Вскоре мне стало понятно, почему люди были столь увлечены чтением. Еда была просто отвратительна. Мне так хотелось есть и пить, что я бы с удовольствием съел два бифштекса и выпил бы кварту пива[31], однако я получил всего лишь три сухарика, тарелку жидкого супа, пюре из овощей и чайную чашку молочного пудинга. Я позавидовал настоящему Брамби, который в этот момент, если у него была хоть капля ума в голове, прекрасно чувствовал себя в трактире. Я не решился просить добавки, потому что это могло вызвать неудобные вопросы, так что у меня было достаточно времени, чтобы понаблюдать за людьми. Никто ни на кого не смотрел; казалось, здесь вошло в моду являть собой воплощенное одиночество, затерянное в глухой пустыне; здесь даже пары не разговаривали друг с другом. Я осторожно осмотрел присутствовавших, чтобы выяснить, нет ли среди них тех, кого я мог знать прежде, но нет, все они были мне незнакомы. Через некоторое время мне стало так одиноко, что захотелось взвыть.
Наконец люди начали вставать и расходиться. Сестра, которая попалась мне на глаза первой, – собравшиеся, обращаясь к ней, говорили ей «швестер», хотя выглядела она скорее начальницей, – появилась с лучезарной улыбкой и дала мне мое лекарство. Я вынужден был принять от нее две таблетки и какие-то ужасные капли, что мне извлекли из коричневой бутылочки. Я прикинулся послушной персоной и подумал, что это может дать мне лишний шанс в поисках моей лошади. Поэтому я сказал сестре, что чувствую себя совершенно отдохнувшим и что после полудня хотел бы прогуляться. Сестра покачала головой:
– Нет, мистер Брамби. Сегодня вам точно положено отдыхать, так распорядился доктор Миггл.
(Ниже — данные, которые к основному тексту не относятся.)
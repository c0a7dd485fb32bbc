use std::{collections::BTreeSet, fmt};

use base64::{display::Base64Display, engine::general_purpose::URL_SAFE_NO_PAD};
use serde_json::{Map, Value};

use crate::selection::{FragmentTable, SelectionNode};

const NAMESPACE: &str = "depth";
const ANONYMOUS: &str = "anonymous";

/// How much of a request goes into its cache key.
#[derive(Debug, Clone, Copy, PartialEq, Eq)]
pub struct KeyOptions {
    /// Depth only depends on the shape of the operation. Without variable values, requests
    /// differing only by their variables share a key.
    pub hash_variable_values: bool,
}

impl Default for KeyOptions {
    fn default() -> Self {
        Self {
            hash_variable_values: true,
        }
    }
}

/// Fixed-length URL-safe key, stable across processes.
#[derive(Debug, Clone, PartialEq, Eq, Hash)]
pub struct CacheKey(String);

impl CacheKey {
    pub fn as_str(&self) -> &str {
        &self.0
    }
}

impl fmt::Display for CacheKey {
    fn fmt(&self, f: &mut fmt::Formatter<'_>) -> fmt::Result {
        f.write_str(&self.0)
    }
}

/// Derives the cache key of a request from its operation name, its variables and the shape of
/// its selection graph, including the fragments it spreads.
pub fn derive_key(
    operation_name: Option<&str>,
    variables: &Map<String, Value>,
    root: &SelectionNode,
    fragments: &FragmentTable,
    options: KeyOptions,
) -> CacheKey {
    let mut hasher = blake3::Hasher::new();

    hasher.update(operation_name.unwrap_or(ANONYMOUS).as_bytes());
    // NULL bytes acting as separator, they cannot be part of a GraphQL name.
    hasher.update(&[0x00]);

    hasher.update(b"variables");
    hasher.update(&[0x00]);

    let mut names = variables.keys().collect::<Vec<_>>();
    names.sort_unstable();

    for name in names {
        hasher.update(name.as_bytes());
        hasher.update(&[0x00]);

        if options.hash_variable_values {
            hash_value(&mut hasher, &variables[name]);
        }
    }

    hasher.update(b"selection");
    hasher.update(&[0x00]);
    hash_node(&mut hasher, root);

    // Named fragments are hashed once, in name order, whatever the order of the document.
    let mut spread = BTreeSet::new();
    collect_spreads(root, fragments, &mut spread);

    for name in spread {
        if let Some(fragment) = fragments.get(name) {
            hasher.update(b"fragment");
            hasher.update(&[0x00]);
            hasher.update(name.as_bytes());
            hasher.update(&[0x00]);
            hash_node(&mut hasher, fragment);
        }
    }

    let hash = hasher.finalize();

    CacheKey(format!(
        "{NAMESPACE}.blake3.{}",
        Base64Display::new(hash.as_bytes(), &URL_SAFE_NO_PAD)
    ))
}

fn hash_node(hasher: &mut blake3::Hasher, node: &SelectionNode) {
    match node {
        SelectionNode::Field { name, selection } => {
            hasher.update(b"F");
            hasher.update(name.as_bytes());
            hash_selection(hasher, selection);
        }
        SelectionNode::FragmentSpread { name } => {
            hasher.update(b"S");
            hasher.update(name.as_bytes());
            hasher.update(&[0x00]);
        }
        SelectionNode::InlineFragment {
            type_condition,
            selection,
        } => {
            hasher.update(b"I");
            hasher.update(type_condition.as_deref().unwrap_or_default().as_bytes());
            hash_selection(hasher, selection);
        }
        SelectionNode::OperationRoot { selection } => {
            hasher.update(b"R");
            hash_selection(hasher, selection);
        }
    }
}

fn hash_selection(hasher: &mut blake3::Hasher, selection: &[SelectionNode]) {
    hasher.update(b"{");

    for node in selection {
        hash_node(hasher, node);
    }

    hasher.update(b"}");
}

/// Object members are hashed in key order, so that the same variables always hash the same.
fn hash_value(hasher: &mut blake3::Hasher, value: &Value) {
    match value {
        Value::Null => {
            hasher.update(b"n");
        }
        Value::Bool(value) => {
            hasher.update(if *value { b"t" } else { b"f" });
        }
        Value::Number(number) => {
            hasher.update(b"#");
            hasher.update(number.to_string().as_bytes());
            hasher.update(&[0x00]);
        }
        Value::String(value) => {
            hasher.update(b"s");
            hasher.update(&(value.len() as u64).to_le_bytes());
            hasher.update(value.as_bytes());
        }
        Value::Array(items) => {
            hasher.update(b"[");
            hasher.update(&(items.len() as u64).to_le_bytes());

            for item in items {
                hash_value(hasher, item);
            }
        }
        Value::Object(members) => {
            let mut members = members.iter().collect::<Vec<_>>();
            members.sort_unstable_by(|(a, _), (b, _)| a.cmp(b));

            hasher.update(b"{");
            hasher.update(&(members.len() as u64).to_le_bytes());

            for (name, value) in members {
                hasher.update(&(name.len() as u64).to_le_bytes());
                hasher.update(name.as_bytes());
                hash_value(hasher, value);
            }
        }
    }
}

fn collect_spreads<'a>(node: &'a SelectionNode, fragments: &'a FragmentTable, spread: &mut BTreeSet<&'a str>) {
    if let SelectionNode::FragmentSpread { name } = node {
        // The set doubles as a guard against fragment cycles.
        if spread.insert(name) {
            if let Some(fragment) = fragments.get(name) {
                collect_spreads(fragment, fragments, spread);
            }
        }

        return;
    }

    for child in node.selection() {
        collect_spreads(child, fragments, spread);
    }
}
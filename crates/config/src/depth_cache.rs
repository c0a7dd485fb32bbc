use std::time::Duration;

#[derive(Debug, serde::Deserialize, Clone, PartialEq)]
#[serde(default, deny_unknown_fields)]
pub struct DepthCacheConfig {
    /// Without a cache the depth is computed for every request.
    pub enabled: bool,
    pub storage: DepthCacheStorage,
    /// The ttl to store computed depths with. Defaults to 60s
    #[serde(deserialize_with = "duration_str::deserialize_duration")]
    pub ttl: Duration,
    /// Prepended to every key sent to a remote store.
    pub key_prefix: String,
    /// Whether variable values take part in the cache key. Depth only depends on the shape of
    /// the operation, disabling this reduces the number of distinct keys.
    pub hash_variable_values: bool,
    pub redis: DepthCacheRedisConfig,
}

impl Default for DepthCacheConfig {
    fn default() -> Self {
        Self {
            enabled: true,
            storage: DepthCacheStorage::default(),
            ttl: Duration::from_secs(60),
            key_prefix: String::from("depth-guard::"),
            hash_variable_values: true,
            redis: DepthCacheRedisConfig::default(),
        }
    }
}

#[derive(Debug, Clone, Copy, Default, PartialEq, Eq, serde::Deserialize)]
#[serde(rename_all = "lowercase")]
pub enum DepthCacheStorage {
    #[default]
    Memory,
    Redis,
}

#[derive(Debug, Clone, PartialEq, serde::Deserialize)]
#[serde(default, deny_unknown_fields)]
pub struct DepthCacheRedisConfig {
    /// Connection string, `redis://[:password@]host[:port][/db]`. Takes precedence over
    /// `host` and `port`.
    pub url: Option<url::Url>,
    pub host: String,
    pub port: u16,
    pub clear_scope: ClearScope,
    /// Upper bound for a single round-trip to the store.
    #[serde(deserialize_with = "duration_str::deserialize_duration")]
    pub timeout: Duration,
    /// Maximum number of connections opened to the store.
    pub pool_size: usize,
}

impl Default for DepthCacheRedisConfig {
    fn default() -> Self {
        Self {
            url: None,
            host: String::from("localhost"),
            port: 6379,
            clear_scope: ClearScope::default(),
            timeout: Duration::from_secs(1),
            pool_size: 16,
        }
    }
}

/// What a clear removes from a remote store.
#[derive(Debug, Clone, Copy, Default, PartialEq, Eq, serde::Deserialize)]
#[serde(rename_all = "snake_case")]
pub enum ClearScope {
    /// Only the keys carrying our prefix.
    #[default]
    Namespace,
    /// Every key of the store, including data we did not write.
    FlushAll,
}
– Но я в самом деле чувствую себя очень хорошо, – возразил я. – Я из тех мужчин, которым все время нужно двигаться и двигаться!
– Не совсем так, – промолвила она с терпеливой улыбкой. – В настоящее время ваша энергия носит болезненный, нездоровый характер. Ее причиной является нерегулярный нервный комплекс, и перед тем, как вы сможете вести нормальную жизнь, мы должны вылечить именно его. Скоро вы начнете совершать долгие приятные прогулки. Вы обещали вашей жене делать все, что вам говорят, и с вашей стороны было совершенно неправильно то, что вы незаметно ушли отсюда прошлой ночью и доставили всем нам массу беспокойства. Доктор Миггл говорит, что больше это никогда не должно повториться!
С этими словами она укоризненно погрозила мне пальцем.
Хорошенькое дело, подумал я, к моим неприятностям добавилась некая жена. Теперь я начал беспокоиться по-настоящему, потому что в любой момент здесь мог появиться не только Брамби, но также и его драгоценная супруга, а между тем я понятия не имел, как объясню ей, что делаю здесь в брюках ее мужа. Кроме того, меня встревожила последняя фраза. Доктор Миггл решил, что сбегать вторично я не должен никак, и был он, судя по всему, человек решительный. Его «никогда» означало то, что я всегда буду под наблюдением и что на ночь дверь моей спальни будут запирать.
Я поднялся в свою комнату – Гримпус остался ожидать меня в зале – и бросил взгляд из окна. Я увидел прекрасную густую виргинскую лиану, по которой можно было легко добраться до этажа ниже, но до земли – совершенно невозможно: там, внизу, зияла огромная пропасть подвала. Нечего было и думать о том, чтобы сбежать отсюда, двигаясь столь ненадежной дорожкой; вначале нужно было пройти через комнату, что была внизу, но если я это сделаю, с моей стороны это будет еще одним грубым нарушением правил, которое может закончиться ужасным скандалом.
Спускаясь по лестнице, я чувствовал себя ужасно подавленным, пока не увидел женщину, выходившую из такой же комнаты, как моя… Господи, да ведь это же моя тетушка Летиция!
Я не должен был этому удивляться, потому что она вечно жаловалась на нервы и всегда ее носило везде и всюду в поисках лекарства. Увидев меня, она подумала, что перед ней Брамби, и поспешила прочь. Очевидно, слава о деяниях Брамби уже разошлась по белу свету, и его психическое здоровье вызвало подозрения у тех, кто его знал. Хотелось последовать за ней, но момент был неподходящим, потому что Гримпус смотрел на меня.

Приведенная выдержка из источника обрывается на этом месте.